02.03.24 [on the J train]

i've had a run of really wonderful reads at the start of this year: turning into a shark, swapping bodies with your spouse, defeating conversion camps, it's all been lovely. speculative fiction makes me itch to write strange things, though not to write fiction—i have tried that a few times and everything about it feels wrong. which is lucky, really, as i then get to enjoy others' stuff with absolutely no skin in the game. on that, though, i had a funky twinge yesterday that is leading me to look into the possibility of writing a nonfiction book? it would not be a collection of essays, nor would it be a memoir; it would have a principal and lots of secondary subjects that are not me, and you would just smell me in the structure and language, or maybe, maybe i would lean a bit into a framework like the one in preparing the ghost, where the author talks about the first photographer of a giant squid and also, semi-related, about his own working out of an ice cream truck in chicago. i will probably spare posterity stories of my slinging health food in orange county, but maybe other glimpses could end up in there? more importantly, the prospective subject spent significant parts of her life close to new york city, so if i decide i really want to dig in on research—a copy of her out-of-print midlife memoir is on its way to me now*—i could make a lot of initial progress without shelling out for plane tickets or making myself vulnerable in, i don't know, residency applications or whatever. i am still not at all sure that writing and especially selling and marketing a book are things i truly want to do, but i know i want to read this memoir to see if i like the idea of spending a lot more time thinking about this woman, and that's something?
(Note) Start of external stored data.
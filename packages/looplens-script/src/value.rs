use crate::ast::FunctionDef;
use crate::interp::Env;
use slotmap::new_key_type;
use std::fmt;
use std::rc::Rc;

new_key_type! {
    pub struct PromiseKey;
}

/// A user-defined function together with the scope it closed over.
pub struct Closure {
    pub(crate) def: Rc<FunctionDef>,
    pub(crate) env: Rc<Env>,
}

impl Closure {
    pub fn name(&self) -> Option<&str> {
        self.def.name.as_deref()
    }
}

/// Built-in objects and the primitives they expose.
#[derive(Debug, Clone, Copy, PartialEq, Eq)]
pub enum Native {
    Console,
    Log,
    SetTimeout,
    QueueMicrotask,
    PromiseCtor,
    Resolve,
    /// `.then` bound to a promise.
    Then(PromiseKey),
}

impl Native {
    fn name(&self) -> &'static str {
        match self {
            Native::Console => "console",
            Native::Log => "log",
            Native::SetTimeout => "setTimeout",
            Native::QueueMicrotask => "queueMicrotask",
            Native::PromiseCtor => "Promise",
            Native::Resolve => "resolve",
            Native::Then(_) => "then",
        }
    }
}

#[derive(Clone)]
pub enum Value {
    Undefined,
    Null,
    Bool(bool),
    Number(f64),
    Str(Rc<str>),
    Function(Rc<Closure>),
    Native(Native),
    Promise(PromiseKey),
}

impl Value {
    pub fn truthy(&self) -> bool {
        match self {
            Value::Undefined | Value::Null => false,
            Value::Bool(b) => *b,
            Value::Number(n) => *n != 0.0 && !n.is_nan(),
            Value::Str(s) => !s.is_empty(),
            Value::Function(_) | Value::Native(_) | Value::Promise(_) => true,
        }
    }

    pub fn to_number(&self) -> f64 {
        match self {
            Value::Undefined => f64::NAN,
            Value::Null => 0.0,
            Value::Bool(b) => {
                if *b {
                    1.0
                } else {
                    0.0
                }
            }
            Value::Number(n) => *n,
            Value::Str(s) => {
                let trimmed = s.trim();
                if trimmed.is_empty() {
                    0.0
                } else {
                    trimmed.parse().unwrap_or(f64::NAN)
                }
            }
            Value::Function(_) | Value::Native(_) | Value::Promise(_) => f64::NAN,
        }
    }

    pub fn type_of(&self) -> &'static str {
        match self {
            Value::Undefined => "undefined",
            Value::Null => "object",
            Value::Bool(_) => "boolean",
            Value::Number(_) => "number",
            Value::Str(_) => "string",
            Value::Function(_) => "function",
            Value::Native(Native::Console) | Value::Promise(_) => "object",
            Value::Native(_) => "function",
        }
    }

    pub fn strict_equals(&self, other: &Value) -> bool {
        match (self, other) {
            (Value::Undefined, Value::Undefined) | (Value::Null, Value::Null) => true,
            (Value::Bool(a), Value::Bool(b)) => a == b,
            (Value::Number(a), Value::Number(b)) => a == b,
            (Value::Str(a), Value::Str(b)) => a == b,
            (Value::Function(a), Value::Function(b)) => Rc::ptr_eq(a, b),
            (Value::Native(a), Value::Native(b)) => a == b,
            (Value::Promise(a), Value::Promise(b)) => a == b,
            _ => false,
        }
    }

    pub fn loose_equals(&self, other: &Value) -> bool {
        match (self, other) {
            (Value::Undefined | Value::Null, Value::Undefined | Value::Null) => true,
            (Value::Undefined | Value::Null, _) | (_, Value::Undefined | Value::Null) => false,
            (Value::Number(_) | Value::Bool(_), Value::Str(_) | Value::Bool(_))
            | (Value::Str(_) | Value::Bool(_), Value::Number(_) | Value::Bool(_)) => {
                self.to_number() == other.to_number()
            }
            _ => self.strict_equals(other),
        }
    }
}

pub(crate) fn format_number(n: f64) -> String {
    if n.is_nan() {
        "NaN".to_string()
    } else if n.is_infinite() {
        if n > 0.0 { "Infinity" } else { "-Infinity" }.to_string()
    } else if n == n.trunc() && n.abs() < 1e21 {
        format!("{}", n as i64)
    } else {
        format!("{n}")
    }
}

/// Renders values the way `console.log` prints them.
impl fmt::Display for Value {
    fn fmt(&self, f: &mut fmt::Formatter<'_>) -> fmt::Result {
        match self {
            Value::Undefined => f.write_str("undefined"),
            Value::Null => f.write_str("null"),
            Value::Bool(b) => write!(f, "{b}"),
            Value::Number(n) => f.write_str(&format_number(*n)),
            Value::Str(s) => f.write_str(s),
            Value::Function(closure) => match closure.name() {
                Some(name) => write!(f, "[Function: {name}]"),
                None => f.write_str("[Function (anonymous)]"),
            },
            Value::Native(Native::Console) => f.write_str("[object console]"),
            Value::Native(native) => write!(f, "[Function: {}]", native.name()),
            Value::Promise(_) => f.write_str("Promise {}"),
        }
    }
}

impl fmt::Debug for Value {
    fn fmt(&self, f: &mut fmt::Formatter<'_>) -> fmt::Result {
        match self {
            Value::Str(s) => write!(f, "{s:?}"),
            other => fmt::Display::fmt(other, f),
        }
    }
}

#[cfg(test)]
mod tests {
    use super::*;

    #[test]
    fn test_number_formatting_matches_console() {
        assert_eq!(format_number(3.0), "3");
        assert_eq!(format_number(-0.0), "0");
        assert_eq!(format_number(0.5), "0.5");
        assert_eq!(format_number(f64::NAN), "NaN");
        assert_eq!(format_number(f64::NEG_INFINITY), "-Infinity");
    }

    #[test]
    fn test_loose_equality_coerces_numbers_and_strings() {
        let one = Value::Number(1.0);
        let text = Value::Str(Rc::from("1"));
        assert!(one.loose_equals(&text));
        assert!(!one.strict_equals(&text));
        assert!(Value::Null.loose_equals(&Value::Undefined));
        assert!(!Value::Null.loose_equals(&Value::Number(0.0)));
    }
}
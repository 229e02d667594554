use looplens_script::{Callback, Host, Interpreter, Limits, ScriptError, parse};
use std::collections::VecDeque;

#[derive(Default)]
struct RecordingHost {
    events: Vec<String>,
    output: Vec<String>,
    timers: Vec<(u64, Callback)>,
    deferred: VecDeque<Callback>,
    next_timer: u64,
}

impl Host for RecordingHost {
    fn print(&mut self, text: &str, line: usize) {
        self.events.push(format!("print@{line}"));
        self.output.push(text.to_string());
    }

    fn register_timer(&mut self, callback: Callback, delay: u64, line: usize) -> u64 {
        self.events.push(format!("timer({delay})@{line}"));
        self.next_timer += 1;
        self.timers.push((delay, callback));
        self.next_timer
    }

    fn schedule_deferred(&mut self, callback: Callback, line: usize) {
        self.events.push(format!("micro@{line}"));
        self.deferred.push_back(callback);
    }

    fn chain_then(&mut self, callback: Option<Callback>, line: usize) {
        match callback {
            Some(callback) => {
                self.events.push(format!("then@{line}"));
                self.deferred.push_back(callback);
            }
            None => self.events.push(format!("then-parked@{line}")),
        }
    }

    fn release_continuations(&mut self, callbacks: Vec<Callback>) {
        self.events.push(format!("released({})", callbacks.len()));
        self.deferred.extend(callbacks);
    }

    fn enter_function(&mut self, name: &str, _line: usize) {
        self.events.push(format!("enter {name}"));
    }

    fn exit_function(&mut self) {
        self.events.push("exit".to_string());
    }
}

/// Microtasks first, then timers by delay, stable among equals.
fn run_to_completion(interp: &mut Interpreter, host: &mut RecordingHost) -> Result<(), ScriptError> {
    loop {
        while let Some(callback) = host.deferred.pop_front() {
            interp.run_callback(callback, host)?;
        }
        if host.timers.is_empty() {
            return Ok(());
        }
        let next = host
            .timers
            .iter()
            .enumerate()
            .min_by_key(|(i, (delay, _))| (*delay, *i))
            .map(|(i, _)| i)
            .unwrap();
        let (_, callback) = host.timers.remove(next);
        interp.run_callback(callback, host)?;
    }
}

fn run(source: &str) -> Result<RecordingHost, ScriptError> {
    let program = parse(source)?;
    let mut interp = Interpreter::new();
    let mut host = RecordingHost::default();
    interp.exec_program(&program, &mut host)?;
    run_to_completion(&mut interp, &mut host)?;
    Ok(host)
}

fn output(source: &str) -> Vec<String> {
    run(source).unwrap().output
}

#[test]
fn test_console_log_formats_and_joins_arguments() {
    assert_eq!(
        output("console.log('a', 1 + 2, true, null, undefined, 7 / 2);"),
        vec!["a 3 true null undefined 3.5"]
    );
}

#[test]
fn test_template_literals_interpolate() {
    let source = "const name = 'loop';\nconsole.log(`hello ${name}, ${1 + 1} times`);";
    assert_eq!(output(source), vec!["hello loop, 2 times"]);
}

#[test]
fn test_closures_keep_their_scope() {
    let source = r#"
        function counter() {
            let n = 0;
            return () => { n += 1; return n; };
        }
        const next = counter();
        next();
        next();
        console.log(next());
    "#;
    assert_eq!(output(source), vec!["3"]);
}

#[test]
fn test_function_declarations_are_hoisted() {
    assert_eq!(output("greet();\nfunction greet() { console.log('hi'); }"), vec!["hi"]);
}

#[test]
fn test_control_flow() {
    let source = r#"
        let total = 0;
        for (let i = 0; i < 10; i++) {
            if (i % 2 === 0) continue;
            if (i > 7) break;
            total += i;
        }
        let j = 3;
        while (j > 0) { j--; }
        console.log(total, j, total > 10 ? 'big' : 'small');
    "#;
    assert_eq!(output(source), vec!["16 0 big"]);
}

#[test]
fn test_let_loop_variable_is_captured_per_iteration() {
    let source = "for (let i = 0; i < 3; i++) {\n  setTimeout(() => console.log(i), 0);\n}";
    assert_eq!(output(source), vec!["0", "1", "2"]);
}

#[test]
fn test_primitives_report_call_site_lines() {
    let source = "console.log('a');\nsetTimeout(() => {}, 5);\nqueueMicrotask(() => {});\nPromise.resolve().then(() => {});";
    let host = run(source).unwrap();
    assert_eq!(
        &host.events[..4],
        &["print@1", "timer(5)@2", "micro@3", "then@4"]
    );
}

#[test]
fn test_set_timeout_returns_increasing_ids() {
    let source = "const a = setTimeout(() => {}, 0);\nconst b = setTimeout(() => {});\nconsole.log(b - a);";
    assert_eq!(output(source), vec!["1"]);
}

#[test]
fn test_then_receives_resolved_value_and_chains() {
    let source = "Promise.resolve(1)\n  .then(v => v + 1)\n  .then(v => console.log('got', v));";
    let host = run(source).unwrap();
    assert_eq!(host.output, vec!["got 2"]);
    assert!(host.events.contains(&"then-parked@3".to_string()));
    assert!(host.events.contains(&"released(1)".to_string()));
}

#[test]
fn test_then_adopts_returned_promise() {
    let source = "Promise.resolve().then(() => Promise.resolve(5)).then(v => console.log(v));";
    assert_eq!(output(source), vec!["5"]);
}

#[test]
fn test_user_function_calls_are_bracketed() {
    let host = run("function f() { console.log('in'); }\nf();").unwrap();
    assert_eq!(host.events, vec!["enter f", "print@1", "exit"]);
}

#[test]
fn test_undefined_variable_is_reference_error() {
    let err = run("console.log('ok');\nmissing();").err().unwrap();
    assert!(matches!(err, ScriptError::Reference { line: 2, ref name } if name == "missing"));
}

#[test]
fn test_const_reassignment_is_type_error() {
    let err = run("const x = 1;\nx = 2;").err().unwrap();
    assert!(matches!(err, ScriptError::Type { line: 2, .. }));
}

#[test]
fn test_calling_non_function_is_type_error() {
    let err = run("const n = 3;\nn();").err().unwrap();
    assert_eq!(err.to_string(), "TypeError: n is not a function (line 2)");
}

#[test]
fn test_set_timeout_requires_function() {
    let err = run("setTimeout('nope', 0);").err().unwrap();
    assert!(matches!(err, ScriptError::Type { .. }));
}

#[test]
fn test_step_budget_stops_infinite_loops() {
    let program = parse("while (true) {}").unwrap();
    let mut interp = Interpreter::with_limits(Limits {
        max_steps: 1_000,
        max_call_depth: 16,
    });
    let err = interp
        .exec_program(&program, &mut RecordingHost::default())
        .unwrap_err();
    assert_eq!(err, ScriptError::Budget { limit: 1_000 });
}

#[test]
fn test_call_depth_limit_stops_recursion() {
    let program = parse("function f() { f(); }\nf();").unwrap();
    let mut interp = Interpreter::with_limits(Limits {
        max_steps: 100_000,
        max_call_depth: 16,
    });
    let err = interp
        .exec_program(&program, &mut RecordingHost::default())
        .unwrap_err();
    assert!(matches!(err, ScriptError::CallDepth { limit: 16, .. }));
}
the owl pitch i mentioned last month landed, speaking of writing. it landed this past wednesday because my editor missed my email the first time and then had COVID, so the time-sensitive part of the story is spoiled, but i get to spend the rest of the month thinking about owls—for money, and that's the dream, really. yet another bird pitch flew out of me about a week ago, and before that another about a world war two pilot and candy, and if all of them hit, february is going to be a bit of a shit show—but perhaps it's time for me to develop the ability to juggle passion projects instead of packing them in the tissue of better-paid busy work. the ceramic flamingo i ordered after embracing a flamingo in the bahamas last fall was bubble-wrapped just beautifully, and it still arrived on our doorstep with a broken neck.
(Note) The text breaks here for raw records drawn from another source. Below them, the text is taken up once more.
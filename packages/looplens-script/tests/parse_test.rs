use looplens_script::ast::{ExprKind, FunctionBody, Stmt};
use looplens_script::{ScriptError, parse, parse_with_limit};

#[test]
fn test_parses_example_script() {
    let source = r#"console.log('Start');

setTimeout(() => {
  console.log('Macrotask');
}, 0);

console.log('End');"#;
    let program = parse(source).unwrap();
    assert_eq!(program.body.len(), 3);

    let Stmt::Expr(call) = &program.body[1] else {
        panic!("expected expression statement");
    };
    assert_eq!(call.line, 3);
    let ExprKind::Call { args, .. } = &call.kind else {
        panic!("expected call");
    };
    assert_eq!(args.len(), 2);
    let ExprKind::Function(def) = &args[0].kind else {
        panic!("expected arrow function");
    };
    assert!(matches!(def.body, FunctionBody::Block(ref body) if body.len() == 1));
}

#[test]
fn test_arrow_forms() {
    let program = parse("const a = x => x;\nconst b = (x, y) => { return x; };\nconst c = () => 1;").unwrap();
    assert_eq!(program.body.len(), 3);
    for stmt in &program.body {
        let Stmt::Declare { init: Some(init), .. } = stmt else {
            panic!("expected declaration");
        };
        assert!(matches!(init.kind, ExprKind::Function(_)));
    }
}

#[test]
fn test_parenthesized_expression_is_not_an_arrow() {
    let program = parse("const a = (1 + 2) * 3;").unwrap();
    let Stmt::Declare { init: Some(init), .. } = &program.body[0] else {
        panic!("expected declaration");
    };
    assert!(matches!(init.kind, ExprKind::Binary { .. }));
}

#[test]
fn test_semicolons_are_optional() {
    let program = parse("let a = 1\nlet b = 2\nconsole.log(a + b)").unwrap();
    assert_eq!(program.body.len(), 3);
}

#[test]
fn test_unsupported_keywords_are_rejected() {
    let err = parse("const p = new Promise(r => r());").err().unwrap();
    assert_eq!(err, ScriptError::syntax(1, "`new` is not supported"));

    let err = parse("async function f() {}").err().unwrap();
    assert!(err.is_syntax());
}

#[test]
fn test_return_outside_function_is_rejected() {
    let err = parse("console.log(1);\nreturn 2;").err().unwrap();
    assert_eq!(err.line(), Some(2));
}

#[test]
fn test_break_outside_loop_is_rejected() {
    assert!(parse("function f() { break; }").is_err());
    assert!(parse("while (true) { const g = () => { break; }; }").is_err());
    assert!(parse("while (true) { break; }").is_ok());
}

#[test]
fn test_unbalanced_braces_report_error() {
    let err = parse("setTimeout(() => {\n  console.log('x');\n, 0);").err().unwrap();
    assert!(err.is_syntax());
    assert!(err.to_string().starts_with("SyntaxError:"));
}

#[test]
fn test_member_assignment_is_rejected() {
    assert!(parse("console.log = 1;").is_err());
}

#[test]
fn test_nesting_limit_counts_each_level() {
    assert!(parse_with_limit("((1));", 4).is_ok());
    let err = parse_with_limit("(((1)));", 4).err().unwrap();
    assert!(matches!(err, ScriptError::Syntax { line: 1, .. }));
    assert!(err.to_string().contains("nested too deeply"));
}

#[test]
fn test_realistic_nesting_parses() {
    let parens = format!("console.log({}1{});", "(".repeat(20), ")".repeat(20));
    assert!(parse(&parens).is_ok());

    let blocks = format!("{}console.log(1);{}", "{".repeat(20), "}".repeat(20));
    assert!(parse(&blocks).is_ok());

    let sum = vec!["1"; 40].join(" + ");
    assert!(parse(&format!("console.log({sum});")).is_ok());

    let chain = ".then(() => 1)".repeat(15);
    assert!(parse(&format!("Promise.resolve(1){chain};")).is_ok());
}

#[test]
fn test_pathological_nesting_is_a_syntax_error() {
    for source in [
        format!("console.log({}1{});", "(".repeat(3_000), ")".repeat(3_000)),
        format!("{}{}", "{".repeat(3_000), "}".repeat(3_000)),
        format!("console.log({}1);", "!".repeat(3_000)),
        format!("console.log({});", vec!["1"; 3_000].join(" + ")),
        format!("const f = {}1;", "x => ".repeat(3_000)),
    ] {
        let err = parse(&source).err().unwrap();
        assert!(err.to_string().contains("nested too deeply"), "{err}");
    }
}
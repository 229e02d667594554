use serde::{Deserialize, Serialize};

/// What kind of call a stack frame stands for.
#[derive(Debug, Clone, Copy, PartialEq, Eq, Hash, Serialize, Deserialize)]
#[serde(rename_all = "snake_case")]
pub enum FrameKind {
    /// The top-level script body.
    Main,
    /// An intercepted scheduling primitive (`setTimeout`, `queueMicrotask`, `.then`).
    Primitive,
    /// A user-defined function called from script code.
    Function,
    DeferredCallback,
    TimerCallback,
    Print,
}

/// One active synchronous call on the execution stack.
#[derive(Debug, Clone, PartialEq, Eq, Serialize, Deserialize)]
pub struct Frame {
    pub id: u64,
    pub name: String,
    pub kind: FrameKind,
    pub line: Option<usize>,
}

/// A registered timer that has not yet been promoted to the ready queue.
///
/// `remaining` mirrors `delay` and is never decremented; delays only order
/// timers, no wall-clock time is simulated.
#[derive(Debug, Clone, PartialEq, Eq, Serialize, Deserialize)]
pub struct PendingTimer {
    pub id: u64,
    pub delay: u64,
    pub remaining: u64,
    /// Creation sequence, breaks ties between equal delays.
    pub seq: u64,
    pub callback: u64,
}

#[derive(Debug, Clone, Copy, PartialEq, Eq, Hash, Serialize, Deserialize)]
#[serde(rename_all = "snake_case")]
pub enum TaskKind {
    /// Explicitly deferred via `queueMicrotask`.
    Microtask,
    /// A promise continuation scheduled by `.then`.
    Continuation,
    /// A timer callback promoted out of the pending set.
    Timer,
}

/// An entry in either the deferred (microtask) or the ready (macrotask) queue.
#[derive(Debug, Clone, PartialEq, Eq, Serialize, Deserialize)]
pub struct QueuedTask {
    pub id: u64,
    pub name: String,
    pub kind: TaskKind,
    pub callback: u64,
}

impl QueuedTask {
    /// A deferred-queue entry scheduled by `queueMicrotask`.
    pub fn microtask(id: u64, callback: u64) -> Self {
        Self {
            id,
            name: "microtask".to_string(),
            kind: TaskKind::Microtask,
            callback,
        }
    }

    /// A deferred-queue entry for a promise continuation.
    pub fn continuation(id: u64, callback: u64) -> Self {
        Self {
            id,
            name: "promise.then".to_string(),
            kind: TaskKind::Continuation,
            callback,
        }
    }

    /// The ready-queue entry for a promoted timer. Keeps the timer's id.
    pub fn ready(timer: &PendingTimer) -> Self {
        Self {
            id: timer.id,
            name: "Macrotask".to_string(),
            kind: TaskKind::Timer,
            callback: timer.callback,
        }
    }

    pub fn is_continuation(&self) -> bool {
        self.kind == TaskKind::Continuation
    }
}

/// What the event loop is doing at a given step. Purely for display.
#[derive(Debug, Clone, Copy, PartialEq, Eq, Hash, Default, Serialize, Deserialize)]
#[serde(rename_all = "snake_case")]
pub enum SchedulerPhase {
    #[default]
    Idle,
    Checking,
    PromotingDeferred,
    PromotingReady,
}

impl SchedulerPhase {
    pub fn as_str(&self) -> &'static str {
        match self {
            SchedulerPhase::Idle => "idle",
            SchedulerPhase::Checking => "checking",
            SchedulerPhase::PromotingDeferred => "promoting-deferred",
            SchedulerPhase::PromotingReady => "promoting-ready",
        }
    }
}

impl std::fmt::Display for SchedulerPhase {
    fn fmt(&self, f: &mut std::fmt::Formatter<'_>) -> std::fmt::Result {
        f.write_str(self.as_str())
    }
}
*ETA as i finally get around to uploading this written-on-the-subway post: it was getting weird that the memoir i mentioned hadn't arrived as of today, so i checked my alibris account and realized i hadn't succeeded in buying it. it's finally en route for realsies! since i'm updating, i can also now report that the other bird pitch also hit and i finally got a weird no about the pilot, like, monday, february 20th. i'm a little shocked at the rejection, as that pitch was really good, but juggling three semi-recreational stories this month would have broken me. i am at peace.